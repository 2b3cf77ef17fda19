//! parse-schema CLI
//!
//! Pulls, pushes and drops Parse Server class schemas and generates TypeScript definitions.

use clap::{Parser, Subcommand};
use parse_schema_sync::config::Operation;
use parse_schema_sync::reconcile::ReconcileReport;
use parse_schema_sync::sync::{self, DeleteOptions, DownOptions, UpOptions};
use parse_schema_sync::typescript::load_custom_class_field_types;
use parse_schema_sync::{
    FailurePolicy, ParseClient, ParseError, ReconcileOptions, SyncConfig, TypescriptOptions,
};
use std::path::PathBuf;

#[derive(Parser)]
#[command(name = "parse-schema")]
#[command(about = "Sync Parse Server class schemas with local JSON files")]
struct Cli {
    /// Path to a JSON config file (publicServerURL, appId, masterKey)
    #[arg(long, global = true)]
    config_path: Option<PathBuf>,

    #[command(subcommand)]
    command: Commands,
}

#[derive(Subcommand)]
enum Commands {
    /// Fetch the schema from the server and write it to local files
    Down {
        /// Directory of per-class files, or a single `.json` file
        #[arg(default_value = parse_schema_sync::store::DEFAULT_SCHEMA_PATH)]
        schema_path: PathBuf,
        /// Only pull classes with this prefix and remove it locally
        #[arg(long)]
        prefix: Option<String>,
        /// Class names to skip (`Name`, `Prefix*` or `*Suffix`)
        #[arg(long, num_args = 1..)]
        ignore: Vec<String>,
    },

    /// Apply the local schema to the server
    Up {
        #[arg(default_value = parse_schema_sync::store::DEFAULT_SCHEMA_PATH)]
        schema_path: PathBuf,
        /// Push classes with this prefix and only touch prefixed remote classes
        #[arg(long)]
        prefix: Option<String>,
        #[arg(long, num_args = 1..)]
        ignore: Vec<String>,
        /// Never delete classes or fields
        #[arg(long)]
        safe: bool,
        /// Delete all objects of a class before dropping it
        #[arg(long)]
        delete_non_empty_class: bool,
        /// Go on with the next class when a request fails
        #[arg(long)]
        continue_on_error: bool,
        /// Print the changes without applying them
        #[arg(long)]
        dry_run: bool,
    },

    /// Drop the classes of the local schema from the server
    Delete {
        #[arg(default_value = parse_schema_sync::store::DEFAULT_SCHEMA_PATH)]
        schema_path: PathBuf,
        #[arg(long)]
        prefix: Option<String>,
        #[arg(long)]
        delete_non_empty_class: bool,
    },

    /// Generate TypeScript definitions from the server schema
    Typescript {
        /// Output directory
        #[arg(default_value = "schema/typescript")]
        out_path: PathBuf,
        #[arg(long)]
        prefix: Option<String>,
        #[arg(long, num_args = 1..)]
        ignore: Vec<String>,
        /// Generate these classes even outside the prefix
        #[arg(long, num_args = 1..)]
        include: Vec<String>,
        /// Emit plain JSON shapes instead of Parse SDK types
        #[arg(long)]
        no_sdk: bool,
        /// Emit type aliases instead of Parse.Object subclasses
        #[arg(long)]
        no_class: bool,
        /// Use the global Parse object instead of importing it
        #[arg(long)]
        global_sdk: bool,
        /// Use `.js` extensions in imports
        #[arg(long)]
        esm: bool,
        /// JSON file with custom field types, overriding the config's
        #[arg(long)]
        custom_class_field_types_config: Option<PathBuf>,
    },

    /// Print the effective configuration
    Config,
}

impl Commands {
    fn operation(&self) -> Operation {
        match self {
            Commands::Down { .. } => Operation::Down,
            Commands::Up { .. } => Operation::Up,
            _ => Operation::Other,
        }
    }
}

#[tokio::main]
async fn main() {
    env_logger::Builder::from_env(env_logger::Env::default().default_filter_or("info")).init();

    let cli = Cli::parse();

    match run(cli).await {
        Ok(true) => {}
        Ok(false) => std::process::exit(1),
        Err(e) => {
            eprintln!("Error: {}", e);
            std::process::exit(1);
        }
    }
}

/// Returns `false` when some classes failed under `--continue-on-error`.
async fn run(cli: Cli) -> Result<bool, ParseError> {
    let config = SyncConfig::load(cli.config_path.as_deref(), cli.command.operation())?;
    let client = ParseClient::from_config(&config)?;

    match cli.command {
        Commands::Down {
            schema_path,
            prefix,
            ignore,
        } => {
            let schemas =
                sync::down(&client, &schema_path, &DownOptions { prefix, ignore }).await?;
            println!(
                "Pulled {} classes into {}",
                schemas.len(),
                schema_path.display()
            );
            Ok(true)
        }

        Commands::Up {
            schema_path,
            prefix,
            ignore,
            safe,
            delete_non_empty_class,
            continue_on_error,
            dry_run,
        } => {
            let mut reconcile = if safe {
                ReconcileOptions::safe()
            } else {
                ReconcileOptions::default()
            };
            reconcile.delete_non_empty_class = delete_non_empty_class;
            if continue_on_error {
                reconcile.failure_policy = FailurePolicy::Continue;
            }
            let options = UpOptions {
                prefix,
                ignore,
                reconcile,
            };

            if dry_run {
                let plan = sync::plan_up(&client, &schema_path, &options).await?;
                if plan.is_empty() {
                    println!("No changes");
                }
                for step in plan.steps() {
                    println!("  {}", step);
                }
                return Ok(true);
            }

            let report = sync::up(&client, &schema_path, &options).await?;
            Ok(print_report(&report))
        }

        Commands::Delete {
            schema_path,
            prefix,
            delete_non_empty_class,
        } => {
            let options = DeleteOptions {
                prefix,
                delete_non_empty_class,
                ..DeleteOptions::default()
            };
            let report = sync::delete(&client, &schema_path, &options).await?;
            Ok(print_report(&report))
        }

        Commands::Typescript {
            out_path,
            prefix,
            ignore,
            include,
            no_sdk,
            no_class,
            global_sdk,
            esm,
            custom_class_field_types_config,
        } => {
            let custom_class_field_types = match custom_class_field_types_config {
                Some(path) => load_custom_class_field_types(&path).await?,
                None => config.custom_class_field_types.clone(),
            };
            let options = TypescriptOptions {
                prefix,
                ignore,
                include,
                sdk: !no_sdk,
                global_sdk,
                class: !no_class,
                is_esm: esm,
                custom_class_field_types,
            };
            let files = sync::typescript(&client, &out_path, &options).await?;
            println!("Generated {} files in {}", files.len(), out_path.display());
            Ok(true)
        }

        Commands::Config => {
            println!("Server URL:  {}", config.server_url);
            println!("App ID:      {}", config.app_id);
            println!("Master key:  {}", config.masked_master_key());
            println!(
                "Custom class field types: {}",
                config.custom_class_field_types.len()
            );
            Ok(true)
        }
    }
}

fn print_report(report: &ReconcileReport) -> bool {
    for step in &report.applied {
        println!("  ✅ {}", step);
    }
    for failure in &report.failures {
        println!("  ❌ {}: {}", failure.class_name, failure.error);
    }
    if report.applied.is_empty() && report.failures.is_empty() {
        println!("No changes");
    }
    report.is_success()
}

☆ ☆ ☆ ☆ ☆ ☆ ☆

* [Action item]
Once you have read the material, set it down again word for word.

* [Solution for this exercise]
repository 2b3cf77ef17fda19
//! parse-schema CLI
//!
//! Pulls, pushes and drops Parse Server class schemas and generates TypeScript definitions.

use clap::{Parser, Subcommand};
use parse_schema_sync::config::Operation;
use parse_schema_sync::reconcile::ReconcileReport;
use parse_schema_sync::sync::{self, DeleteOptions, DownOptions, UpOptions};
use parse_schema_sync::typescript::load_custom_class_field_types;
use parse_schema_sync::{
    FailurePolicy, ParseClient, ParseError, ReconcileOptions, SyncConfig, TypescriptOptions,
};
use std::path::PathBuf;

#[derive(Parser)]
#[command(name = "parse-schema")]
#[command(about = "Sync Parse Server class schemas with local JSON files")]
struct Cli {
    /// Path to a JSON config file (publicServerURL, appId, masterKey)
    #[arg(long, global = true)]
    config_path: Option<PathBuf>,

    #[command(subcommand)]
    command: Commands,
}

#[derive(Subcommand)]
enum Commands {
    /// Fetch the schema from the server and write it to local files
    Down {
        /// Directory of per-class files, or a single `.json` file
        #[arg(default_value = parse_schema_sync::store::DEFAULT_SCHEMA_PATH)]
        schema_path: PathBuf,
        /// Only pull classes with this prefix and remove it locally
        #[arg(long)]
        prefix: Option<String>,
        /// Class names to skip (`Name`, `Prefix*` or `*Suffix`)
        #[arg(long, num_args = 1..)]
        ignore: Vec<String>,
    },

    /// Apply the local schema to the server
    Up {
        #[arg(default_value = parse_schema_sync::store::DEFAULT_SCHEMA_PATH)]
        schema_path: PathBuf,
        /// Push classes with this prefix and only touch prefixed remote classes
        #[arg(long)]
        prefix: Option<String>,
        #[arg(long, num_args = 1..)]
        ignore: Vec<String>,
        /// Never delete classes or fields
        #[arg(long)]
        safe: bool,
        /// Delete all objects of a class before dropping it
        #[arg(long)]
        delete_non_empty_class: bool,
        /// Go on with the next class when a request fails
        #[arg(long)]
        continue_on_error: bool,
        /// Print the changes without applying them
        #[arg(long)]
        dry_run: bool,
    },

    /// Drop the classes of the local schema from the server
    Delete {
        #[arg(default_value = parse_schema_sync::store::DEFAULT_SCHEMA_PATH)]
        schema_path: PathBuf,
        #[arg(long)]
        prefix: Option<String>,
        #[arg(long)]
        delete_non_empty_class: bool,
    },

    /// Generate TypeScript definitions from the server schema
    Typescript {
        /// Output directory
        #[arg(default_value = "schema/typescript")]
        out_path: PathBuf,
        #[arg(long)]
        prefix: Option<String>,
        #[arg(long, num_args = 1..)]
        ignore: Vec<String>,
        /// Generate these classes even outside the prefix
        #[arg(long, num_args = 1..)]
        include: Vec<String>,
        /// Emit plain JSON shapes instead of Parse SDK types
        #[arg(long)]
        no_sdk: bool,
        /// Emit type aliases instead of Parse.Object subclasses
        #[arg(long)]
        no_class: bool,
        /// Use the global Parse object instead of importing it
        #[arg(long)]
        global_sdk: bool,
        /// Use `.js` extensions in imports
        #[arg(long)]
        esm: bool,
        /// JSON file with custom field types, overriding the config's
        #[arg(long)]
        custom_class_field_types_config: Option<PathBuf>,
    },

    /// Print the effective configuration
    Config,
}

impl Commands {
    fn operation(&self) -> Operation {
        match self {
            Commands::Down { .. } => Operation::Down,
            Commands::Up { .. } => Operation::Up,
            _ => Operation::Other,
        }
    }
}

#[tokio::main]
async fn main() {
    env_logger::Builder::from_env(env_logger::Env::default().default_filter_or("info")).init();

    let cli = Cli::parse();

    match run(cli).await {
        Ok(true) => {}
        Ok(false) => std::process::exit(1),
        Err(e) => {
            eprintln!("Error: {}", e);
            std::process::exit(1);
        }
    }
}

/// Returns `false` when some classes failed under `--continue-on-error`.
async fn run(cli: Cli) -> Result<bool, ParseError> {
    let config = SyncConfig::load(cli.config_path.as_deref(), cli.command.operation())?;
    let client = ParseClient::from_config(&config)?;

    match cli.command {
        Commands::Down {
            schema_path,
            prefix,
            ignore,
        } => {
            let schemas =
                sync::down(&client, &schema_path, &DownOptions { prefix, ignore }).await?;
            println!(
                "Pulled {} classes into {}",
                schemas.len(),
                schema_path.display()
            );
            Ok(true)
        }

        Commands::Up {
            schema_path,
            prefix,
            ignore,
            safe,
            delete_non_empty_class,
            continue_on_error,
            dry_run,
        } => {
            let mut reconcile = if safe {
                ReconcileOptions::safe()
            } else {
                ReconcileOptions::default()
            };
            reconcile.delete_non_empty_class = delete_non_empty_class;
            if continue_on_error {
                reconcile.failure_policy = FailurePolicy::Continue;
            }
            let options = UpOptions {
                prefix,
                ignore,
                reconcile,
            };

            if dry_run {
                let plan = sync::plan_up(&client, &schema_path, &options).await?;
                if plan.is_empty() {
                    println!("No changes");
                }
                for step in plan.steps() {
                    println!("  {}", step);
                }
                return Ok(true);
            }

            let report = sync::up(&client, &schema_path, &options).await?;
            Ok(print_report(&report))
        }

        Commands::Delete {
            schema_path,
            prefix,
            delete_non_empty_class,
        } => {
            let options = DeleteOptions {
                prefix,
                delete_non_empty_class,
                ..DeleteOptions::default()
            };
            let report = sync::delete(&client, &schema_path, &options).await?;
            Ok(print_report(&report))
        }

        Commands::Typescript {
            out_path,
            prefix,
            ignore,
            include,
            no_sdk,
            no_class,
            global_sdk,
            esm,
            custom_class_field_types_config,
        } => {
            let custom_class_field_types = match custom_class_field_types_config {
                Some(path) => load_custom_class_field_types(&path).await?,
                None => config.custom_class_field_types.clone(),
            };
            let options = TypescriptOptions {
                prefix,
                ignore,
                include,
                sdk: !no_sdk,
                global_sdk,
                class: !no_class,
                is_esm: esm,
                custom_class_field_types,
            };
            let files = sync::typescript(&client, &out_path, &options).await?;
            println!("Generated {} files in {}", files.len(), out_path.display());
            Ok(true)
        }

        Commands::Config => {
            println!("Server URL:  {}", config.server_url);
            println!("App ID:      {}", config.app_id);
            println!("Master key:  {}", config.masked_master_key());
            println!(
                "Custom class field types: {}",
                config.custom_class_field_types.len()
            );
            Ok(true)
        }
    }
}

fn print_report(report: &ReconcileReport) -> bool {
    for step in &report.applied {
        println!("  ✅ {}", step);
    }
    for failure in &report.failures {
        println!("  ❌ {}: {}", failure.class_name, failure.error);
    }
    if report.applied.is_empty() && report.failures.is_empty() {
        println!("No changes");
    }
    report.is_success()
}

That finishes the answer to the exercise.